(Supplied material)
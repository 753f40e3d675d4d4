//! `wasm-bindgen` imports for the global `HanziWriter` object
//! (hanzi-writer loaded through a `<script>` tag).

use serde::Serialize;
use wasm_bindgen::prelude::*;

use crate::error::{AppError, AppResult};

#[wasm_bindgen]
extern "C" {
    #[derive(Clone, Debug)]
    pub type HanziWriter;

    /// `element` may be an element or an element id.
    #[wasm_bindgen(static_method_of = HanziWriter, catch)]
    pub fn create(
        element: &JsValue,
        character: &str,
        options: &JsValue,
    ) -> Result<HanziWriter, JsValue>;

    #[wasm_bindgen(method, js_name = animateCharacter)]
    pub fn animate_character(this: &HanziWriter, options: &JsValue) -> JsValue;

    #[wasm_bindgen(method, js_name = hideCharacter)]
    pub fn hide_character(this: &HanziWriter) -> JsValue;

    #[wasm_bindgen(method, js_name = showCharacter)]
    pub fn show_character(this: &HanziWriter) -> JsValue;

    #[wasm_bindgen(method)]
    pub fn quiz(this: &HanziWriter, options: &JsValue) -> JsValue;

    #[wasm_bindgen(method, js_name = cancelQuiz)]
    pub fn cancel_quiz(this: &HanziWriter);

    #[wasm_bindgen(method, js_name = updateOptions)]
    pub fn update_options(this: &HanziWriter, options: &JsValue);

    /// Not every hanzi-writer build exposes `on`; callers treat errors as
    /// "stroke events unavailable".
    #[wasm_bindgen(method, catch)]
    pub fn on(this: &HanziWriter, event: &str, callback: &js_sys::Function) -> Result<(), JsValue>;
}

/// Serialize `value` into a plain JS object.
pub fn to_js<T: Serialize>(value: &T) -> AppResult<JsValue> {
    let json = serde_json::to_string(value)?;
    js_sys::JSON::parse(&json).map_err(AppError::dom)
}

pub fn set_prop(target: &JsValue, key: &str, value: &JsValue) -> AppResult<()> {
    js_sys::Reflect::set(target, &JsValue::from_str(key), value)
        .map(|_| ())
        .map_err(AppError::dom)
}

/// Read a numeric field from a callback payload, 0 when absent.
pub fn read_u32(data: &JsValue, key: &str) -> u32 {
    js_sys::Reflect::get(data, &JsValue::from_str(key))
        .ok()
        .and_then(|v| v.as_f64())
        .map(|n| n as u32)
        .unwrap_or(0)
}
//! Video frames as they move through a track.
//!
//! A [`Frame`] is an RGB24 image plus its presentation timestamp and time
//! base. Pixels are read-only once a frame exists: every stage that changes
//! pixels produces a new frame carrying the same timing.

use anyhow::{anyhow, Result};
use image::RgbImage;

/// Rational time base, `num / den` seconds per tick.
#[derive(Clone, Copy, Debug, PartialEq, Eq, Hash)]
pub struct TimeBase {
    pub num: i32,
    pub den: i32,
}

impl TimeBase {
    /// RTP video clock.
    pub const VIDEO_90K: TimeBase = TimeBase { num: 1, den: 90_000 };

    pub fn new(num: i32, den: i32) -> Result<Self> {
        if num <= 0 || den <= 0 {
            return Err(anyhow!("time base must be positive, got {}/{}", num, den));
        }
        Ok(Self { num, den })
    }

    /// Seconds represented by `pts` ticks.
    pub fn seconds(&self, pts: i64) -> f64 {
        pts as f64 * self.num as f64 / self.den as f64
    }
}

impl Default for TimeBase {
    fn default() -> Self {
        Self::VIDEO_90K
    }
}

/// One decoded video frame: `width x height x 3` bytes, one byte per channel.
#[derive(Clone, Debug, PartialEq)]
pub struct Frame {
    image: RgbImage,
    pub pts: i64,
    pub time_base: TimeBase,
}

impl Frame {
    pub fn new(image: RgbImage, pts: i64, time_base: TimeBase) -> Self {
        Self {
            image,
            pts,
            time_base,
        }
    }

    /// Build a frame from packed RGB24 bytes.
    pub fn from_raw(
        width: u32,
        height: u32,
        data: Vec<u8>,
        pts: i64,
        time_base: TimeBase,
    ) -> Result<Self> {
        let expected = (width as usize)
            .checked_mul(height as usize)
            .and_then(|v| v.checked_mul(3))
            .ok_or_else(|| anyhow!("frame dimensions overflow"))?;
        if data.len() != expected {
            return Err(anyhow!(
                "expected {} RGB bytes for {}x{}, received {}",
                expected,
                width,
                height,
                data.len()
            ));
        }
        let image = RgbImage::from_raw(width, height, data)
            .ok_or_else(|| anyhow!("failed to wrap {}x{} RGB buffer", width, height))?;
        Ok(Self::new(image, pts, time_base))
    }

    pub fn width(&self) -> u32 {
        self.image.width()
    }

    pub fn height(&self) -> u32 {
        self.image.height()
    }

    pub fn image(&self) -> &RgbImage {
        &self.image
    }

    /// New frame with different pixels and this frame's timing.
    pub fn with_image(&self, image: RgbImage) -> Frame {
        Frame {
            image,
            pts: self.pts,
            time_base: self.time_base,
        }
    }

    /// Presentation time in seconds.
    pub fn seconds(&self) -> f64 {
        self.time_base.seconds(self.pts)
    }
}
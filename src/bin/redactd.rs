//! redactd - live video redaction daemon
//!
//! This daemon:
//! 1. Loads the redaction config (file named by REDACT_CONFIG, then REDACT_* env)
//! 2. Resolves the configured detector strategies
//! 3. Opens a session and announces a synthetic camera track to it
//! 4. Pulls redacted frames from the track, logging pipeline health
//! 5. Closes the session on Ctrl-C or when the run time is up

use anyhow::{anyhow, Context, Result};
use clap::Parser;
use std::path::PathBuf;
use std::sync::atomic::{AtomicBool, Ordering};
use std::sync::Arc;
use std::time::{Duration, Instant};
use tokio::sync::mpsc;

use stream_redact::{
    ConnectionState, DetectorRegistry, Frame, InboundTrack, RedactConfig, Session, SessionEvent,
    SyntheticConfig, SyntheticSource, TrackAdapter,
};

const HEALTH_LOG_INTERVAL: Duration = Duration::from_secs(5);
const TRACK_ID: &str = "camera0";

#[derive(Parser, Debug)]
#[command(author, version, about = "Redact text and sensitive objects from a live video track")]
struct Args {
    /// Run time in seconds.
    #[arg(long, default_value_t = 10)]
    seconds: u64,
    /// Synthetic source frame rate.
    #[arg(long, default_value_t = 15)]
    fps: u32,
    #[arg(long, default_value_t = 640)]
    width: u32,
    #[arg(long, default_value_t = 480)]
    height: u32,
    /// Write the last redacted frame to this JPEG file on exit.
    #[arg(long)]
    snapshot: Option<PathBuf>,
}

#[tokio::main]
async fn main() -> Result<()> {
    env_logger::Builder::from_env(env_logger::Env::default().default_filter_or("info")).init();

    let args = Args::parse();
    let config = RedactConfig::load()?;
    log::info!(
        "redactd starting: interval={}, blur={}, debug={}, objects={}",
        config.detection_interval,
        config.blur_strength,
        config.debug_mode,
        config.enable_object_detection
    );

    let registry = DetectorRegistry::with_builtin();
    let detectors = registry.select(&config)?;
    log::info!("detectors: {:?}", detectors);

    let (outbound_tx, mut outbound_rx) = mpsc::channel(4);
    let (session, events) = Session::new("redactd", config, detectors, outbound_tx)?;
    let session_task = tokio::spawn(session.run());

    let running = Arc::new(AtomicBool::new(true));
    {
        let running = running.clone();
        let events = events.clone();
        ctrlc::set_handler(move || {
            running.store(false, Ordering::SeqCst);
            let _ = events.try_send(SessionEvent::ConnectionStateChange(ConnectionState::Closed));
        })
        .context("failed to install Ctrl-C handler")?;
    }

    let source = SyntheticSource::new(SyntheticConfig {
        width: args.width,
        height: args.height,
        target_fps: args.fps,
        max_frames: Some(args.seconds.saturating_mul(u64::from(args.fps))),
        ..SyntheticConfig::default()
    })?;
    for state in [ConnectionState::Connecting, ConnectionState::Connected] {
        send_event(&events, SessionEvent::ConnectionStateChange(state)).await?;
    }
    send_event(
        &events,
        SessionEvent::Track(InboundTrack::Video {
            id: TRACK_ID.to_string(),
            source: Box::new(source),
        }),
    )
    .await?;
    send_event(
        &events,
        SessionEvent::Track(InboundTrack::Audio {
            id: "mic0".to_string(),
        }),
    )
    .await?;

    let track = outbound_rx
        .recv()
        .await
        .ok_or_else(|| anyhow!("session ended before the video track was attached"))?;
    log::info!("redacted track {} ready", track.id);

    let last_frame = drive(track.adapter, &running).await;

    // The session may already have closed on Ctrl-C.
    let _ = events
        .send(SessionEvent::ConnectionStateChange(ConnectionState::Closed))
        .await;
    drop(events);
    let summary = session_task
        .await
        .map_err(|e| anyhow!("session task failed: {}", e))?;
    log::info!("session summary: {:?}", summary);

    if let Some(path) = &args.snapshot {
        match last_frame {
            Some(frame) => {
                frame
                    .image()
                    .save(path)
                    .with_context(|| format!("failed to write snapshot {}", path.display()))?;
                log::info!("snapshot written to {}", path.display());
            }
            None => log::warn!("no frame produced; snapshot skipped"),
        }
    }

    Ok(())
}

async fn send_event(events: &mpsc::Sender<SessionEvent>, event: SessionEvent) -> Result<()> {
    events
        .send(event)
        .await
        .map_err(|_| anyhow!("session stopped accepting events"))
}

/// Pull frames until the source ends or shutdown is requested.
async fn drive(mut adapter: TrackAdapter, running: &AtomicBool) -> Option<Frame> {
    let mut last_frame = None;
    let mut last_health_log = Instant::now();

    while running.load(Ordering::SeqCst) {
        match adapter.recv().await {
            Ok(frame) => last_frame = Some(frame),
            Err(e) => {
                log::info!("track {} ended: {:#}", TRACK_ID, e);
                break;
            }
        }

        if last_health_log.elapsed() >= HEALTH_LOG_INTERVAL {
            log_health(&adapter, last_frame.as_ref());
            last_health_log = Instant::now();
        }
    }

    log_health(&adapter, last_frame.as_ref());
    adapter.cleanup();
    last_frame
}

fn log_health(adapter: &TrackAdapter, last_frame: Option<&Frame>) {
    let frames = adapter.frame_count();
    let health = serde_json::json!({
        "track": TRACK_ID,
        "frames": frames,
        "media_seconds": last_frame.map(Frame::seconds),
        "result_staleness": adapter.cache().staleness(frames),
        "results_superseded": adapter.cache().superseded(),
        "scheduler": adapter.stats(),
    });
    log::info!("health: {}", health);
}
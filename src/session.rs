//! Connection session: attaches redaction to inbound video tracks and tears
//! every track down when the connection ends.
//!
//! The transport layer owns signalling and media. It reports what happens on
//! the connection as [`SessionEvent`] messages and receives redacting
//! [`TrackAdapter`]s on the outbound channel.

use std::collections::BTreeMap;
use std::sync::Arc;

use anyhow::Result;
use tokio::sync::mpsc;
use tokio::sync::mpsc::error::TrySendError;

use crate::compositor::BlurCompositor;
use crate::config::RedactConfig;
use crate::detect::DetectorSet;
use crate::track::{CleanupHandle, FrameSource, TrackAdapter};

const EVENT_QUEUE_CAPACITY: usize = 16;

/// Peer connection states, as reported by the transport.
#[derive(Clone, Copy, Debug, PartialEq, Eq)]
pub enum ConnectionState {
    New,
    Connecting,
    Connected,
    Disconnected,
    Failed,
    Closed,
}

impl ConnectionState {
    /// States after which the connection carries no more media.
    pub fn is_terminal(self) -> bool {
        matches!(self, ConnectionState::Failed | ConnectionState::Closed)
    }
}

/// Track announced by the remote peer.
pub enum InboundTrack {
    Video {
        id: String,
        source: Box<dyn FrameSource>,
    },
    Audio {
        id: String,
    },
}

pub enum SessionEvent {
    Track(InboundTrack),
    ConnectionStateChange(ConnectionState),
}

/// Redacting track ready to be added to the outgoing side of the connection.
pub struct OutboundTrack {
    pub id: String,
    pub adapter: TrackAdapter,
}

/// Tracks owned by one session, keyed by track id.
#[derive(Default)]
pub struct TrackRegistry {
    tracks: BTreeMap<String, CleanupHandle>,
}

impl TrackRegistry {
    pub fn new() -> Self {
        Self::default()
    }

    /// Register a track. A previous track with the same id is cleaned up.
    pub fn insert(&mut self, id: String, handle: CleanupHandle) {
        if let Some(previous) = self.tracks.insert(id.clone(), handle) {
            log::warn!("track {} re-announced; cleaning up previous instance", id);
            previous.cleanup();
        }
    }

    pub fn len(&self) -> usize {
        self.tracks.len()
    }

    pub fn is_empty(&self) -> bool {
        self.tracks.is_empty()
    }

    /// Stop and forget every track. Returns how many were cleaned up.
    pub fn cleanup_all(&mut self) -> usize {
        let tracks = std::mem::take(&mut self.tracks);
        let count = tracks.len();
        for (id, handle) in tracks {
            handle.cleanup();
            log::info!("track {} cleaned up", id);
        }
        count
    }
}

/// What a finished session did.
#[derive(Clone, Copy, Debug, Default, PartialEq, Eq)]
pub struct SessionSummary {
    /// Video tracks announced by the peer.
    pub video_tracks: usize,
    /// Video tracks that could not be wrapped or handed to the transport.
    pub rejected_tracks: usize,
    pub ignored_tracks: usize,
    pub cleaned_up: usize,
    pub final_state: Option<ConnectionState>,
}

/// One peer connection's worth of redaction.
pub struct Session {
    id: String,
    config: RedactConfig,
    detectors: DetectorSet,
    compositor: Arc<BlurCompositor>,
    events: mpsc::Receiver<SessionEvent>,
    outbound: mpsc::Sender<OutboundTrack>,
    registry: TrackRegistry,
}

impl Session {
    /// Build a session and the sender the transport reports events on.
    ///
    /// The transport must keep `outbound` drained: a track that does not fit
    /// is cleaned up at once so the session never waits on the transport.
    pub fn new(
        id: impl Into<String>,
        config: RedactConfig,
        detectors: DetectorSet,
        outbound: mpsc::Sender<OutboundTrack>,
    ) -> Result<(Self, mpsc::Sender<SessionEvent>)> {
        let compositor = Arc::new(BlurCompositor::new(&config)?);
        let (events_tx, events_rx) = mpsc::channel(EVENT_QUEUE_CAPACITY);
        let session = Self {
            id: id.into(),
            config,
            detectors,
            compositor,
            events: events_rx,
            outbound,
            registry: TrackRegistry::new(),
        };
        Ok((session, events_tx))
    }

    pub fn id(&self) -> &str {
        &self.id
    }

    /// Process events until the connection reaches a terminal state or the
    /// event stream ends. Every track is cleaned up before returning.
    pub async fn run(mut self) -> SessionSummary {
        let mut summary = SessionSummary::default();

        while let Some(event) = self.events.recv().await {
            match event {
                SessionEvent::Track(InboundTrack::Video { id, source }) => {
                    summary.video_tracks += 1;
                    if !self.attach_video(id, source) {
                        summary.rejected_tracks += 1;
                    }
                }
                SessionEvent::Track(InboundTrack::Audio { id }) => {
                    log::info!("session {}: audio track {} passed over", self.id, id);
                    summary.ignored_tracks += 1;
                }
                SessionEvent::ConnectionStateChange(state) => {
                    log::info!("session {}: connection state {:?}", self.id, state);
                    summary.final_state = Some(state);
                    if state.is_terminal() {
                        break;
                    }
                }
            }
        }

        summary.cleaned_up = self.registry.cleanup_all();
        log::info!(
            "session {} ended: {} video tracks, {} rejected, {} cleaned up",
            self.id,
            summary.video_tracks,
            summary.rejected_tracks,
            summary.cleaned_up
        );
        summary
    }

    /// Wrap a video track and hand it to the transport. Returns false when
    /// the track could not be attached; nothing of it is left running then.
    fn attach_video(&mut self, id: String, source: Box<dyn FrameSource>) -> bool {
        let adapter = match TrackAdapter::new(
            source,
            self.detectors.clone(),
            self.compositor.clone(),
            &self.config,
        ) {
            Ok(adapter) => adapter,
            Err(e) => {
                log::error!(
                    "session {}: cannot redact video track {}: {:#}",
                    self.id,
                    id,
                    e
                );
                return false;
            }
        };
        let handle = adapter.cleanup_handle();

        let track = OutboundTrack {
            id: id.clone(),
            adapter,
        };
        match self.outbound.try_send(track) {
            Ok(()) => {
                self.registry.insert(id.clone(), handle);
                log::info!("session {}: redacting video track {}", self.id, id);
                true
            }
            Err(e) => {
                let reason = match e {
                    TrySendError::Full(_) => "outbound full",
                    TrySendError::Closed(_) => "outbound closed",
                };
                log::warn!("session {}: {}, dropping track {}", self.id, reason, id);
                handle.cleanup();
                false
            }
        }
    }
}

#[cfg(test)]
mod tests {
    use super::*;
    use crate::detect::NoText;
    use crate::ingest::ChannelSource;
    use std::time::Duration;

    fn adapter(config: &RedactConfig) -> TrackAdapter {
        let (_tx, source) = ChannelSource::pair(1);
        let compositor = Arc::new(BlurCompositor::new(config).unwrap());
        let detectors = DetectorSet::new(Arc::new(NoText), None);
        TrackAdapter::new(Box::new(source), detectors, compositor, config).unwrap()
    }

    #[test]
    fn reannounced_track_stops_previous_instance() {
        let config = RedactConfig {
            poll_timeout: Duration::from_millis(10),
            ..RedactConfig::default()
        };
        let first = adapter(&config);
        let second = adapter(&config);
        let mut registry = TrackRegistry::new();
        assert!(registry.is_empty());

        registry.insert("cam".to_string(), first.cleanup_handle());
        registry.insert("cam".to_string(), second.cleanup_handle());
        assert_eq!(registry.len(), 1);
        assert!(!first.cleanup_handle().is_active());
        assert!(second.cleanup_handle().is_active());

        assert_eq!(registry.cleanup_all(), 1);
        assert!(registry.is_empty());
        assert!(!second.cleanup_handle().is_active());
    }

    #[test]
    fn only_failed_and_closed_are_terminal() {
        assert!(ConnectionState::Failed.is_terminal());
        assert!(ConnectionState::Closed.is_terminal());
        assert!(!ConnectionState::Disconnected.is_terminal());
        assert!(!ConnectionState::Connected.is_terminal());
    }
}
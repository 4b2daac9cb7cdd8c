use anyhow::{anyhow, Result};
use image::{Rgb, RgbImage};

/// Pixel layouts a transport may hand over after decode.
#[derive(Clone, Copy, Debug, Default, PartialEq, Eq)]
pub enum PixelFormat {
    #[default]
    Rgb24,
    /// Packed blue-green-red, the layout most software decoders emit.
    Bgr24,
    /// Full-resolution luma plane followed by interleaved half-resolution chroma.
    Nv12,
}

impl PixelFormat {
    /// Bytes a `width x height` picture occupies in this layout.
    pub fn frame_len(self, width: u32, height: u32) -> Result<usize> {
        let pixels = (width as usize)
            .checked_mul(height as usize)
            .ok_or_else(|| anyhow!("{}x{} frame dimensions overflow", width, height))?;
        let len = match self {
            PixelFormat::Rgb24 | PixelFormat::Bgr24 => pixels.checked_mul(3),
            PixelFormat::Nv12 => pixels.checked_add(pixels / 2),
        };
        len.ok_or_else(|| anyhow!("{}x{} frame dimensions overflow", width, height))
    }
}

/// Convert a decoded picture into an RGB24 image.
pub fn to_rgb_image(
    pixels: &[u8],
    width: u32,
    height: u32,
    format: PixelFormat,
) -> Result<RgbImage> {
    if format == PixelFormat::Nv12 && (width % 2 != 0 || height % 2 != 0) {
        return Err(anyhow!(
            "NV12 frames need even dimensions, got {}x{}",
            width,
            height
        ));
    }
    let expected = format.frame_len(width, height)?;
    if pixels.len() != expected {
        return Err(anyhow!(
            "{:?} frame length mismatch for {}x{}: expected {}, got {}",
            format,
            width,
            height,
            expected,
            pixels.len()
        ));
    }

    let image = match format {
        PixelFormat::Rgb24 => RgbImage::from_raw(width, height, pixels.to_vec()),
        PixelFormat::Bgr24 => {
            let swapped = pixels
                .chunks_exact(3)
                .flat_map(|bgr| [bgr[2], bgr[1], bgr[0]])
                .collect();
            RgbImage::from_raw(width, height, swapped)
        }
        PixelFormat::Nv12 => Some(nv12_image(pixels, width, height)),
    };
    image.ok_or_else(|| anyhow!("failed to wrap {}x{} RGB buffer", width, height))
}

/// BT.601 full-range conversion; one chroma pair covers a 2x2 luma block.
fn nv12_image(pixels: &[u8], width: u32, height: u32) -> RgbImage {
    let stride = width as usize;
    let (luma, chroma) = pixels.split_at(stride * height as usize);
    RgbImage::from_fn(width, height, |x, y| {
        let (x, y) = (x as usize, y as usize);
        let pair = (y / 2) * stride + (x / 2) * 2;
        let l = luma[y * stride + x] as f32;
        let u = chroma[pair] as f32 - 128.0;
        let v = chroma[pair + 1] as f32 - 128.0;
        Rgb([
            to_channel(l + 1.402 * v),
            to_channel(l - 0.344_136 * u - 0.714_136 * v),
            to_channel(l + 1.772 * u),
        ])
    })
}

fn to_channel(value: f32) -> u8 {
    value.round().clamp(0.0, 255.0) as u8
}
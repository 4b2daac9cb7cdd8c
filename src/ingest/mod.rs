//! Frame sources feeding track adapters.
//!
//! Sources produce [`crate::Frame`] values in RGB24. Transport adapters that
//! decode into other layouts feed a [`RawChannelSource`], which converts
//! with [`to_rgb_image`].
//!
//! Sources MUST NOT:
//! - Store decoded frames to disk
//! - Log raw frame content

mod channel;
mod normalize;
pub mod synthetic;

pub use channel::{ChannelSource, RawChannelSource, RawVideoFrame};
pub use normalize::{to_rgb_image, PixelFormat};
pub use synthetic::{SyntheticConfig, SyntheticSource};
(End Supplied material)
Work to complete:
Copy the records above exactly, from the first line through the line containing "-> Result<HanziWriter, JsValue>;", and include nothing else.

Written solution:
repository 753f40e3d675d4d4
//! `wasm-bindgen` imports for the global `HanziWriter` object
//! (hanzi-writer loaded through a `<script>` tag).

use serde::Serialize;
use wasm_bindgen::prelude::*;

use crate::error::{AppError, AppResult};

#[wasm_bindgen]
extern "C" {
    #[derive(Clone, Debug)]
    pub type HanziWriter;

    /// `element` may be an element or an element id.
    #[wasm_bindgen(static_method_of = HanziWriter, catch)]
    pub fn create(
        element: &JsValue,
        character: &str,
        options: &JsValue,
    ) -> Result<HanziWriter, JsValue>;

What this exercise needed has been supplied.